Start of RECORDS
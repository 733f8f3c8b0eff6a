use std::io;

use serde::Serialize;

use crate::error::Result;

/// How command results are printed
#[derive(Clone, Copy, Debug, Default, PartialEq, Eq, clap::ValueEnum)]
pub enum OutputFormat {
    #[default]
    Table,
    Json,
    Csv,
}

pub(crate) fn print_json<T: Serialize + ?Sized>(value: &T) -> Result<()> {
    println!("{}", serde_json::to_string_pretty(value)?);
    Ok(())
}

/// Serialize rows as CSV with a header taken from the first row's field names
pub(crate) fn write_csv<W: io::Write, T: Serialize>(writer: W, rows: &[T]) -> Result<()> {
    let mut wtr = csv::Writer::from_writer(writer);
    for row in rows {
        wtr.serialize(row)?;
    }
    wtr.flush()?;
    Ok(())
}

pub(crate) fn print_csv<T: Serialize>(rows: &[T]) -> Result<()> {
    write_csv(io::stdout().lock(), rows)
}

/// Format an optional number, "-" when missing
pub(crate) fn format_opt(value: Option<f64>, precision: usize) -> String {
    value
        .map(|v| format!("{:.*}", precision, v))
        .unwrap_or_else(|| "-".to_string())
}

#[cfg(test)]
mod tests {
    use super::*;

    #[derive(Serialize)]
    struct Row {
        name: &'static str,
        value: f64,
    }

    #[test]
    fn test_write_csv_quotes_fields() {
        let rows = [
            Row { name: "b,c", value: 1.5 },
            Row { name: "say \"hi\"", value: 2.0 },
            Row { name: "line\rbreak", value: 3.0 },
        ];
        let mut out = Vec::new();
        write_csv(&mut out, &rows).unwrap();

        let text = String::from_utf8(out).unwrap();
        assert_eq!(
            text,
            "name,value\n\"b,c\",1.5\n\"say \"\"hi\"\"\",2.0\n\"line\rbreak\",3.0\n"
        );
    }

    #[test]
    fn test_format_opt() {
        assert_eq!(format_opt(Some(2.345), 1), "2.3");
        assert_eq!(format_opt(None, 1), "-");
    }
}
//! Flat CSV export, one file per table

use std::fs::{self, File};
use std::path::{Path, PathBuf};

use arrow::csv::WriterBuilder;
use arrow::record_batch::RecordBatch;
use tracing::info;

use crate::error::{HealthError, Result};
use crate::models::HealthTables;

use super::batches;
use super::partitions::Table;

/// Write one batch as a CSV file with a header row
fn write_csv(path: &Path, batch: &RecordBatch) -> Result<()> {
    let file = File::create(path)
        .map_err(|e| HealthError::storage(format!("Failed to create {:?}: {}", path, e)))?;
    let mut writer = WriterBuilder::new().with_header(true).build(file);
    writer
        .write(batch)
        .map_err(|e| HealthError::storage(format!("Failed to write CSV: {}", e)))
}

/// Export all three tables into `dir`, returning the files written
pub fn export_csv(tables: &HealthTables, dir: &Path) -> Result<Vec<PathBuf>> {
    fs::create_dir_all(dir)
        .map_err(|e| HealthError::storage(format!("Failed to create directory {:?}: {}", dir, e)))?;

    let records: Vec<_> = tables.records.iter().collect();
    let workouts: Vec<_> = tables.workouts.iter().collect();
    let summaries: Vec<_> = tables.activity_summaries.iter().collect();

    let outputs = [
        (Table::Records, batches::records_to_batch(&records)?),
        (Table::Workouts, batches::workouts_to_batch(&workouts)?),
        (
            Table::ActivitySummaries,
            batches::activity_summaries_to_batch(&summaries)?,
        ),
    ];

    let mut paths = Vec::with_capacity(outputs.len());
    for (table, batch) in outputs {
        let path = dir.join(table.csv_file_name());
        write_csv(&path, &batch)?;
        info!(path = %path.display(), rows = batch.num_rows(), "exported CSV");
        paths.push(path);
    }
    Ok(paths)
}
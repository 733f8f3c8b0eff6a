use std::collections::BTreeMap;

use chrono::NaiveDate;
use serde::Serialize;

use crate::config::AnalysisConfig;
use crate::models::{ActivitySummary, Record};

/// Kilojoules in one kilocalorie
pub const KJ_PER_KCAL: f64 = 4.184;

const DIETARY_ENERGY_TYPE: &str = "DietaryEnergyConsumed";

/// Where a day's net intake sits relative to the configured rates
#[derive(Debug, Clone, Copy, PartialEq, Eq, Serialize)]
#[serde(rename_all = "snake_case")]
pub enum EnergyStatus {
    AboveTdee,
    BelowBasal,
    Within,
}

impl std::fmt::Display for EnergyStatus {
    fn fmt(&self, f: &mut std::fmt::Formatter<'_>) -> std::fmt::Result {
        match self {
            EnergyStatus::AboveTdee => write!(f, "above TDEE"),
            EnergyStatus::BelowBasal => write!(f, "below basal"),
            EnergyStatus::Within => write!(f, "within"),
        }
    }
}

/// Intake against expenditure for one day
#[derive(Debug, Clone, Copy, PartialEq, Serialize)]
pub struct EnergyDay {
    pub date: NaiveDate,
    pub consumed_kcal: f64,
    pub active_kcal: f64,
    /// consumed - active + basal metabolic rate
    pub net_kcal: f64,
    pub status: EnergyStatus,
}

/// Daily energy balance for every day with logged dietary energy.
///
/// Active energy is joined by date; a day without an activity summary
/// counts as zero active energy.
pub fn energy_balance(
    records: &[Record],
    summaries: &[ActivitySummary],
    config: &AnalysisConfig,
) -> Vec<EnergyDay> {
    let mut consumed: BTreeMap<NaiveDate, f64> = BTreeMap::new();
    for record in records.iter().filter(|r| r.record_type == DIETARY_ENERGY_TYPE) {
        *consumed.entry(record.start_date).or_default() += to_kcal(record.value, record.unit.as_deref());
    }

    let active: BTreeMap<NaiveDate, f64> = summaries
        .iter()
        .map(|s| (s.date, s.active_energy_burned))
        .collect();

    consumed
        .into_iter()
        .map(|(date, consumed_kcal)| {
            let active_kcal = active.get(&date).copied().unwrap_or(0.0);
            let net_kcal = consumed_kcal - active_kcal + config.basal_metabolic_rate;
            let status = if net_kcal > config.tdee_estimate {
                EnergyStatus::AboveTdee
            } else if net_kcal < config.basal_metabolic_rate {
                EnergyStatus::BelowBasal
            } else {
                EnergyStatus::Within
            };
            EnergyDay {
                date,
                consumed_kcal,
                active_kcal,
                net_kcal,
                status,
            }
        })
        .collect()
}

/// Dietary energy is logged in kJ by most meal trackers
fn to_kcal(value: f64, unit: Option<&str>) -> f64 {
    match unit {
        Some("kcal") | Some("Cal") => value,
        _ => value / KJ_PER_KCAL,
    }
}
use std::collections::{BTreeMap, HashSet};
use std::fs;
use std::path::Path;

use chrono::NaiveDate;
use serde::{Deserialize, Serialize};

use super::DateWindow;
use crate::error::{HealthError, Result};

pub const CONFIG_FILE_NAME: &str = "config.toml";

/// Nutrition sub-metrics logged by meal trackers; only total energy is kept
const DIETARY_EXCLUSIONS: &[&str] = &[
    "DietaryFatPolyunsaturated",
    "DietaryFatMonounsaturated",
    "DietaryFatSaturated",
    "DietaryCholesterol",
    "DietarySodium",
    "DietaryCarbohydrates",
    "DietaryFiber",
    "DietarySugar",
    "DietaryProtein",
    "DietaryVitaminC",
    "DietaryIron",
    "DietaryPotassium",
    "DietaryCalcium",
    "DietaryFatTotal",
];

/// Device-only or low-relevance metrics for an exercise/energy analysis
const LOW_RELEVANCE_EXCLUSIONS: &[&str] = &[
    "Height",
    "BodyFatPercentage",
    "LeanBodyMass",
    "NumberOfTimesFallen",
    "SwimmingStrokeCount",
    "EnvironmentalAudioExposure",
    "WalkingDoubleSupportPercentage",
    "SixMinuteWalkTestDistance",
    "StairAscentSpeed",
    "StairDescentSpeed",
    "AppleStandHour",
    "MindfulSession",
    "AudioExposureEvent",
    "HandwashingEvent",
    "HeartRateVariabilitySDNN",
    "DistanceCycling",
    "DistanceSwimming",
    "HeadphoneAudioExposure",
    "AppleStandTime",
    "SleepAnalysis",
    "HighHeartRateEvent",
    "FlightsClimbed",
];

/// Workout labels the source app gets wrong
const WORKOUT_LABEL_CORRECTIONS: &[(&str, &str)] = &[
    ("CrossTraining", "Cross Training"),
    ("TraditionalStrengthTraining", "Traditional Strength Training"),
    ("Other", "Personal Training Program"),
];

/// Step sources that double count the watch (phone, hiking app)
const STEP_SOURCE_EXCLUSIONS: &[&str] = &["Milhouse", "AllTrails"];

fn owned(list: &[&str]) -> Vec<String> {
    list.iter().map(|s| s.to_string()).collect()
}

/// Every tunable of the cleaning pipeline and the reports built on it.
///
/// Plain values are declared before the nested tables so the struct
/// serializes to valid TOML.
#[derive(Debug, Clone, PartialEq, Serialize, Deserialize)]
#[serde(default)]
pub struct AnalysisConfig {
    /// Basal metabolic rate in kcal/day, used by the energy balance report
    pub basal_metabolic_rate: f64,
    /// Estimated total daily energy expenditure in kcal/day
    pub tdee_estimate: f64,
    /// First day of the long-run step history
    pub step_history_start: NaiveDate,
    pub dietary_exclusions: Vec<String>,
    pub low_relevance_exclusions: Vec<String>,
    pub step_source_exclusions: Vec<String>,
    pub window: DateWindow,
    pub workout_label_corrections: BTreeMap<String, String>,
}

impl Default for AnalysisConfig {
    fn default() -> Self {
        Self {
            basal_metabolic_rate: 1939.0,
            tdee_estimate: 3000.0,
            step_history_start: NaiveDate::from_ymd_opt(2019, 9, 1).unwrap_or_default(),
            dietary_exclusions: owned(DIETARY_EXCLUSIONS),
            low_relevance_exclusions: owned(LOW_RELEVANCE_EXCLUSIONS),
            step_source_exclusions: owned(STEP_SOURCE_EXCLUSIONS),
            window: DateWindow {
                start: NaiveDate::from_ymd_opt(2020, 10, 12).unwrap_or_default(),
                end: NaiveDate::from_ymd_opt(2020, 12, 6).unwrap_or_default(),
            },
            workout_label_corrections: WORKOUT_LABEL_CORRECTIONS
                .iter()
                .map(|(from, to)| (from.to_string(), to.to_string()))
                .collect(),
        }
    }
}

impl AnalysisConfig {
    /// Load a config file
    pub fn load(path: &Path) -> Result<Self> {
        let text = fs::read_to_string(path).map_err(|e| {
            HealthError::config(format!("Failed to read {}: {}", path.display(), e))
        })?;
        Self::from_toml(&text)
    }

    /// Load an explicit config file, or the default one if it exists, or defaults
    pub fn load_or_default(explicit: Option<&Path>) -> Result<Self> {
        if let Some(path) = explicit {
            return Self::load(path);
        }
        let path = super::default_config_path()?;
        if path.exists() {
            Self::load(&path)
        } else {
            Ok(Self::default())
        }
    }

    /// Parse TOML, filling unset keys with defaults
    pub fn from_toml(text: &str) -> Result<Self> {
        let config: Self = toml::from_str(text)
            .map_err(|e| HealthError::config(format!("Invalid config: {}", e)))?;
        DateWindow::new(config.window.start, config.window.end)?;
        Ok(config)
    }

    /// Render as TOML
    pub fn to_toml(&self) -> Result<String> {
        toml::to_string_pretty(self)
            .map_err(|e| HealthError::config(format!("Failed to serialize config: {}", e)))
    }

    /// Write to a config file, creating the parent directory
    pub fn save(&self, path: &Path) -> Result<()> {
        if let Some(parent) = path.parent() {
            super::ensure_dir(parent)?;
        }
        fs::write(path, self.to_toml()?)?;
        Ok(())
    }

    /// Override the window bounds from command line arguments
    pub fn with_window(mut self, from: Option<NaiveDate>, to: Option<NaiveDate>) -> Result<Self> {
        let start = from.unwrap_or(self.window.start);
        let end = to.unwrap_or(self.window.end);
        self.window = DateWindow::new(start, end)?;
        Ok(self)
    }

    /// Union of both record exclusion lists
    pub fn excluded_record_types(&self) -> HashSet<String> {
        self.dietary_exclusions
            .iter()
            .chain(self.low_relevance_exclusions.iter())
            .cloned()
            .collect()
    }
}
End of RECORDS
* [THE TASK]: Everything from the first line of the listing above through the line holding "let mut wtr" must be retyped exactly; nothing else belongs in the reply.

* [SOLUTION TO THIS TASK]:
repository 733f8f3c8b0eff6a
use std::io;

use serde::Serialize;

use crate::error::Result;

/// How command results are printed
#[derive(Clone, Copy, Debug, Default, PartialEq, Eq, clap::ValueEnum)]
pub enum OutputFormat {
    #[default]
    Table,
    Json,
    Csv,
}

pub(crate) fn print_json<T: Serialize + ?Sized>(value: &T) -> Result<()> {
    println!("{}", serde_json::to_string_pretty(value)?);
    Ok(())
}

/// Serialize rows as CSV with a header taken from the first row's field names
pub(crate) fn write_csv<W: io::Write, T: Serialize>(writer: W, rows: &[T]) -> Result<()> {
    let mut wtr = csv::Writer::from_writer(writer);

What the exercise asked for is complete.